In yesterday's Health section of the New York Times, writer Abby Ellin (author of Teenage Waistland) published an article titled In Fighting Anorexia, Recovery Is Elusive. In her article, Ellin writes:
Like many patients with eating disorders, however, she is not sure what recovery means.
"Does it mean ‘functional?' " asked Dr. Dooley-Hash, 45. "I'm a physician at a really high-powered institution, and I've published in well-respected journals - I'm functional. I don't think functionality is necessarily a good measure."
So the big issue is, how do you define recovery? Maintaining a normal weight, recurrence of menstruation is easy to document. Mental status is a different problem.
With that in mind, many with anorexia prefer to view recovery as many alcoholics do - the disease may be in remission, but the potential for relapse always lurks in the background.
The reaction of the eating disorder community (composed of therapists, psychiatrists, dietitians, clinicians, parents, and current and former sufferers) has run the gamut from a pretty accurate description of the clinical picture to utterly depressing.
Part of the problem with assessing the accuracy of the article is that no one has defined what eating disorder recovery actually is. For that matter, the eating disorder field is still struggling to define what an eating disorder itself is, let alone what recovery might look like.

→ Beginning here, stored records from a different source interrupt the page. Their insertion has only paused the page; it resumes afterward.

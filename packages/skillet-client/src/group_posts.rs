//! Group post endpoints.
//!
//! Unlike the rest of the API, these identify the acting user with a
//! `User-ID` header rather than a body field.

use reqwest::Method;

use crate::error::Result;
use crate::types::{GroupPost, NewGroupPost};
use crate::SkilletClient;

const USER_ID_HEADER: &str = "User-ID";

impl SkilletClient {
    /// Fetch every group post.
    pub async fn all_group_posts(&self) -> Result<Vec<GroupPost>> {
        self.get_json("/group-posts").await
    }

    /// Fetch a single group post.
    pub async fn get_group_post(&self, post_id: &str) -> Result<GroupPost> {
        self.get_json(&format!("/group-posts/{}", post_id)).await
    }

    /// Fetch the posts in a group.
    pub async fn group_posts_by_group(&self, group_id: &str) -> Result<Vec<GroupPost>> {
        self.get_json(&format!("/group-posts/group/{}", group_id))
            .await
    }

    /// Fetch a user's group posts.
    pub async fn group_posts_by_user(&self, user_id: &str) -> Result<Vec<GroupPost>> {
        self.get_json(&format!("/group-posts/user/{}", user_id))
            .await
    }

    /// Fetch the acting user's group posts.
    pub async fn my_group_posts(&self) -> Result<Vec<GroupPost>> {
        let user_id = self.current_user()?.to_string();
        self.group_posts_by_user(&user_id).await
    }

    /// Create a post in a group as the acting user.
    pub async fn create_group_post(&self, post: &NewGroupPost) -> Result<GroupPost> {
        let user_id = self.current_user()?.to_string();
        let resp = self
            .request(Method::POST, "/group-posts")
            .header(USER_ID_HEADER, user_id)
            .json(post)
            .send()
            .await?;
        Self::read_json(resp).await
    }

    /// Update a group post as the acting user.
    pub async fn update_group_post(&self, post_id: &str, post: &NewGroupPost) -> Result<GroupPost> {
        let user_id = self.current_user()?.to_string();
        let resp = self
            .request(Method::PUT, &format!("/group-posts/{}", post_id))
            .header(USER_ID_HEADER, user_id)
            .json(post)
            .send()
            .await?;
        Self::read_json(resp).await
    }

    /// Delete a group post as the acting user. Returns `true` on `204`.
    pub async fn delete_group_post(&self, post_id: &str) -> Result<bool> {
        let user_id = self.current_user()?.to_string();
        let resp = self
            .request(Method::DELETE, &format!("/group-posts/{}", post_id))
            .header(USER_ID_HEADER, user_id)
            .send()
            .await?;
        let status = resp.status();
        if !status.is_success() {
            let body = resp.text().await.unwrap_or_default();
            return Err(crate::ClientError::Api {
                status: status.as_u16(),
                message: body,
            });
        }
        Ok(status == reqwest::StatusCode::NO_CONTENT)
    }
}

Quantitative questions like weight and menstrual status are relatively easy to ask.
Not that we shouldn't ask these questions, but we also shouldn't expect them to tell the whole story. If weight isn't the sole arbiter of the seriousness of an eating disorder, then it can't also be the benchmark of recovery. Weight restoration (if necessary) and normalization of eating habits are just the first step in eating disorder recovery. Only with nutritional rehabilitation can you begin to address other psychological issues like anxiety, depression, and trauma.

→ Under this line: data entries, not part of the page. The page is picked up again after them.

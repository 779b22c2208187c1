//! Platform records the workflow reads and writes.

use chrono::{DateTime, Utc};
use serde::{Deserialize, Serialize};

use crate::types::media::MediaKind;

/// A persisted post.
#[derive(Debug, Clone, Serialize, Deserialize)]
#[serde(rename_all = "camelCase")]
pub struct Post {
    pub id: String,
    pub title: String,
    pub description: String,
    /// Id of the authoring user, when the platform knows one.
    pub created_by: Option<String>,
    pub created_at: DateTime<Utc>,
    pub like_count: i64,
}

/// Fields for creating a post, also used whole-record for updates.
#[derive(Debug, Clone, Serialize, Deserialize)]
#[serde(rename_all = "camelCase")]
pub struct NewPost {
    pub title: String,
    pub description: String,
    pub created_by: Option<String>,
}

/// A persisted media record pointing at an uploaded file.
#[derive(Debug, Clone, Serialize, Deserialize)]
#[serde(rename_all = "camelCase")]
pub struct Media {
    pub id: String,
    pub kind: MediaKind,
    pub url: String,
    pub related_post: String,
}

/// Fields for creating a media record once its file is uploaded.
#[derive(Debug, Clone, Serialize, Deserialize)]
#[serde(rename_all = "camelCase")]
pub struct NewMedia {
    pub kind: MediaKind,
    pub url: String,
    pub related_post: String,
}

I think some of the reason the eating disorder community struggles with defining recovery is that so much disagreement still exists on what causes eating disorders. If an eating disorder is "about" control or a maladaptive coping mechanism, then understanding why you developed the disorder can essentially cure you. But a growing number of studies are showing that someone's vulnerability to developing an eating disorder is inborn. These vulnerabilities--perfectionism, anxiety, impulsivity--existed long before the eating disorder and will likely exist long after.

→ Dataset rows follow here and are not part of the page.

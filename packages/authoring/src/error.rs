//! Typed errors for the authoring library.
//!
//! Uses `thiserror` for library errors (not `anyhow`) to provide
//! strongly-typed, composable error handling.

use std::time::Duration;
use thiserror::Error;

/// Errors raised while choosing files to attach.
///
/// Selection is all-or-nothing: one offending file rejects the whole
/// batch and leaves the already-attached media untouched.
#[derive(Debug, Error)]
pub enum SelectionError {
    /// File is neither an image nor a video
    #[error("only image and video files are allowed: {name}")]
    UnsupportedFileType { name: String, content_type: String },

    /// Accepting the batch would exceed the attachment cap
    #[error("maximum {limit} media files allowed")]
    TooManyItems { limit: usize },

    /// Accepting the batch would exceed the video cap
    #[error("at most {limit} video(s) allowed per post")]
    TooManyVideos { limit: usize },

    /// Video runs longer than the policy allows
    #[error(
        "video must not exceed {} seconds: {name} is {} seconds",
        .limit.as_secs(),
        .duration.as_secs()
    )]
    VideoTooLong {
        name: String,
        duration: Duration,
        limit: Duration,
    },

    /// Video metadata could not be read, so the duration is unknown
    #[error("could not read video metadata for {name}")]
    ProbeFailed {
        name: String,
        #[source]
        source: ProbeError,
    },
}

/// A draft field that fails pre-submit validation.
#[derive(Debug, Clone, Copy, PartialEq, Eq, Error)]
pub enum ValidationIssue {
    #[error("title is required")]
    TitleRequired,

    #[error("description is required")]
    DescriptionRequired,

    #[error("at least one photo or video is required")]
    MediaRequired,
}

/// Errors that abort a submit before anything is persisted.
///
/// Per-attachment failures after the post itself is saved do not abort
/// the submit; they are collected into the [`SubmitReport`] instead.
///
/// [`SubmitReport`]: crate::types::report::SubmitReport
#[derive(Debug, Error)]
pub enum SubmitError {
    /// Draft failed validation; nothing was sent anywhere
    #[error("validation failed: {0}")]
    Validation(#[from] ValidationIssue),

    /// Creating or updating the post record failed
    #[error("failed to save post: {0}")]
    Persist(#[source] StoreError),
}

/// Errors from a post or media store backend.
#[derive(Debug, Error)]
pub enum StoreError {
    /// Storage operation failed
    #[error("storage error: {0}")]
    Backend(#[source] Box<dyn std::error::Error + Send + Sync>),

    /// Record not found
    #[error("not found: {id}")]
    NotFound { id: String },
}

/// Errors from the binary upload service.
#[derive(Debug, Error)]
pub enum UploadError {
    /// Transfer failed (connection, timeout)
    #[error("upload transport error: {0}")]
    Transport(#[source] Box<dyn std::error::Error + Send + Sync>),

    /// The service refused the file
    #[error("upload rejected: {0}")]
    Rejected(String),
}

/// Errors from media metadata probes.
#[derive(Debug, Error)]
pub enum ProbeError {
    /// Metadata could not be decoded from the file
    #[error("could not read media metadata: {0}")]
    Unreadable(String),
}

/// Why one attachment failed while the rest of the submit went through.
#[derive(Debug, Error)]
pub enum AttachmentError {
    /// The file never made it to storage
    #[error("upload failed: {0}")]
    Upload(#[from] UploadError),

    /// The file uploaded but its media record could not be created
    #[error("media record failed: {0}")]
    Record(#[from] StoreError),
}

/// Result type alias for selection checks.
pub type SelectionResult<T> = std::result::Result<T, SelectionError>;

/// Result type alias for submit operations.
pub type SubmitResult<T> = std::result::Result<T, SubmitError>;

/// Result type alias for store operations.
pub type StoreResult<T> = std::result::Result<T, StoreError>;

/// Result type alias for upload operations.
pub type UploadResult<T> = std::result::Result<T, UploadError>;

/// Result type alias for probe operations.
pub type ProbeResult<T> = std::result::Result<T, ProbeError>;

Like Dr. Daniel LeGrange said in the article, an eating disorder is someone's Achilles heel. Relapse remains a possibility for anyone with an eating disorder history, and we would be blind if we didn't prepare people for the possibility that the illness would return.
What I think gets lost in the discussion--what I don't think gets emphsized enough--is that preparing for the possibility of relapse doesn't mean spending every waking hour fighting eating disordered thoughts and symptoms. Instead of referring to "recovery," physician Julie O'Toole, founder and director of the Kartini Clinic in Oregon, refers to eating disorder "remission." Just like cancer, a person with an eating disorder can have no detectible signs of illness. Other than periodic tests and check-ups, the person lives a normal, healthy, disease-free life. But experience has taught oncologists that cancer can return. We don't need to be afraid of it, but we do need to prepare for it.
I remain optimistic that full recovery is possible in many people with eating disorders, especially if caught early and treated aggressively. I've seen many people turn their eating disorder from a life-consuming illness into a piece of their past. I've also seen happy, well-adjusted former sufferers relapse through no fault of their own.
An eating disorder doesn't just go away. It's not a cold. One bout with an eating disorder doesn't leave you "immune" to further onslaughts. I have friends from high school who have asked me if I was "over it" yet. A chronic eating disorder isn't something you just get over. It's not something you forget about like the stomach flu or a broken ankle. As much as I intend to one day refer to my eating disorder in the past tense, I also know that I need to keep my recovery very much in the present tense no matter how long it's been since I counted calories or could see my thighs magically expanding after eating cake.